時折、先の大戦のドキュメンタリーや記録を見聞して思うことは、集団の力の怖さだ。
日本では軍部が人々の思想を圧迫し、強制的に戦争へと突き進ませたという見方が一般的だ。確かに戦争が本格化してからは思想統制も厳しくなったが、現実にはずっと以前から、マスコミや世論の一部に好戦的な風潮があったことも事実であるようだ。
そして、ある種の考え方の風潮が生まれると、何かに感染するようにその風潮が人々の間に広がってしまい、だんだんとそれに抗うことが難しくなってくる。別に日本だけの話ではない。それを最大限に利用したのがナチスドイツだし、アメリカも非常に巧みに世論を誘導して、反戦気分を覆した。
もう一つ思うことは、一定の流れができると、現場での合理的判断がとても難しくなることだ。

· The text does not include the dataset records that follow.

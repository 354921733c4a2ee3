//! Similarity search over stored papers.

use axum::extract::{Query, State};
use axum::Json;
use papergraph_common::Mode;
use papergraph_db::Namespace;
use serde::{Deserialize, Serialize};

use crate::error::{ApiError, ApiResult};
use crate::state::SharedState;

const EXCERPT_CHARS: usize = 200;

#[derive(Debug, Deserialize)]
pub struct SearchQuery {
    pub query: String,
    #[serde(default = "default_limit")]
    pub limit: usize,
    #[serde(default)]
    pub mode: Mode,
}

fn default_limit() -> usize { 5 }

#[derive(Debug, Serialize)]
pub struct SearchHit {
    pub paper_id: String,
    pub excerpt: String,
    /// Distance, lower is closer.
    pub score: f32,
}

#[derive(Debug, Serialize)]
pub struct SearchResponse {
    pub results: Vec<SearchHit>,
}

/// GET /search?query=..&limit=5&mode=student
pub async fn search_papers(
    State(state): State<SharedState>,
    Query(q): Query<SearchQuery>,
) -> ApiResult<Json<SearchResponse>> {
    let hits = state
        .store()
        .query_similar(&q.query, q.limit, &Namespace::from(q.mode))
        .await
        .map_err(|e| {
            tracing::error!(error = %e, "Search failed");
            ApiError::Internal("Search engine error".to_string())
        })?;

    let results = hits
        .into_iter()
        .map(|hit| SearchHit {
            excerpt: format!("{}...", hit.document.chars().take(EXCERPT_CHARS).collect::<String>()),
            paper_id: hit.id,
            score: hit.distance,
        })
        .collect();
    Ok(Json(SearchResponse { results }))
}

ゴルゴ13のような辣腕のスナイパーなら(ほんとのことは知らないけど)、相手を消す必要があるときは無駄撃ちなどはせず、最小の行動で確実に打撃を与えるだろうし、状況が許さなければ無理な行動はしないだろう。
実際の戦争では(これも実体験はないけど)、徴兵された兵がめちゃくちゃなことをして、無駄な殺戮を繰り返す、と言うことも、よくあっただろうと思う。
そんなことがトラウマとなって、どうも集団で何かをするのが苦手になってしまった。
とはいえ、チームワークは大事だし、何かの利害が一致したとき、共に行動するというのは好きだ。
少人数の組織で言えば、ルパン三世みたいなプロ集団など、ある種の理想だが、下手するとうだつの上がらない泥棒のボスと間抜けな子分になってしまうと、これもダメだ。あんがい大きな組織の方が、個人と組織の隙間が広くて楽だったりする。
村上春樹「世界の終わりとハードボイルド・ワンダーランド」では、主人公「僕」から切り離された「影」がこういう。
「心というのは、それ自体が行動原理を持っている。それがすなわち自己さ。自分の力を信じるんだ。そうしないと君は外部の力にひっぱられてわけのわからない場所につれていかれることになる。」
「影」は、行動原理を持った心、すなわちここで言う「自己」を信じろという。この街は、人々の心を失わしめることで、平安と秩序を保とうとしている。それはどこかが間違っていると、「影」は主張しているのだ。
小説では最後に「僕」は影と袂を分かち、街にとどまる判断をする。心を失うことで、自分をも失うことになったのだろうか?
心がそれ自体の行動原理を持っていたとしても、それが何かに染まってしまえば、その染まった力に基づいて行動することもあり得るのではないか。
むづかしいはなしになってきましたね。
近所の大きな農家。数年前から盛んに敷地の木々を切っている。
以前話したとき、手入れや掃除(道路に落ちる小枝や枯れ葉)が大変で枝が落ちて通行人が怪我する恐れもあるので、と語っておられた。
その事情はわかるが、鳥たちが賑やかに集っていた木々が切られてしまうことに、心中心穏やかではない。
すべてがうまくまわりますように。